Stories for the before and after

The Elephant in the Waiting Room is a collection of ten science-fiction stories about hope, tragedy, and rebirth in a world that appears to be nearing its end. Authors from diverse backgrounds and nationalities imagine a series of prologues and epilogues for our many uncertain futures. These stories confront our shared fears of a technological future rushing towards us at the speed of light: the grand piano suspended above our heads. We sit in the waiting room, waiting for war, for uprising, for collapse. Who are we without the waiting that defines us?

short story by marjolein pijnappels

mokosh’ knitwork

An abandoned daughter who owns the hidden key to a future of democratised technology is contacted by a figure from her mother’s past. The story unravels as a Ukrainian doctor counts down the seconds to his final surgery. This is the story of a knitting club resisting rogue states with a secret language of stitches.
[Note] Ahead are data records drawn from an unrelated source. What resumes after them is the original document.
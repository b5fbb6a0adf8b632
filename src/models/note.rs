use serde::{Serialize, Deserialize};
use sea_orm::entity::prelude::*;

#[derive(Clone, Debug, PartialEq, DeriveEntityModel, Serialize, Deserialize)]
#[sea_orm(table_name = "note")]
pub struct Model {
    #[sea_orm(primary_key)]
    pub id: i32,
    pub module: String,
    pub valeur: Decimal,
    pub etudiant_id: i32,
}

#[derive(Copy, Clone, Debug, EnumIter, DeriveRelation)]
pub enum Relation {
    #[sea_orm(
        belongs_to = "super::etudiant::Entity",
        from = "Column::EtudiantId",
        to = "super::etudiant::Column::Id"
    )]
    Etudiant,
}

impl Related<super::etudiant::Entity> for Entity {
    fn to() -> RelationDef {
        Relation::Etudiant.def()
    }
}

impl ActiveModelBehavior for ActiveModel {}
Rooted in historical developments—like cyberfeminists and Morse code hidden in sweaters during World War II—this narrative challenges us to think creatively about the technological systems and computer networks of the near future.

Excerpt

“They say that during the Satellite War, a new kind of network emerged, woven with wool and code, led by women. In my family, they claim my mother was one of them, a key figure in what insiders call Mokosh' Knitwork. I find that hard to believe. My mother, that inconspicuous and timid woman... a Knitter?”

(..)

Hacking has never appealed to me, so if my mother was a hacker, she didn't pass on the genetic coding for it to me. It's quite something that I even have a laptop. I like plants more than machines. I'm responsible for the food forest in our city park, along with three food forest managers. Together with another fifty volunteers, we provide the basic food supply in the community. I know that the farmers in the countryside eagerly use the remnants of Mokosh' Knitwork to coordinate the local energy supply with the regional grid and heat their greenhouses. But I prefer working with analog and low-tech solutions. Although I am, of course, connected to the decentralized crypto network, I'm not completely outside of society. But I'm a user, not a programmer. And I can't knit either.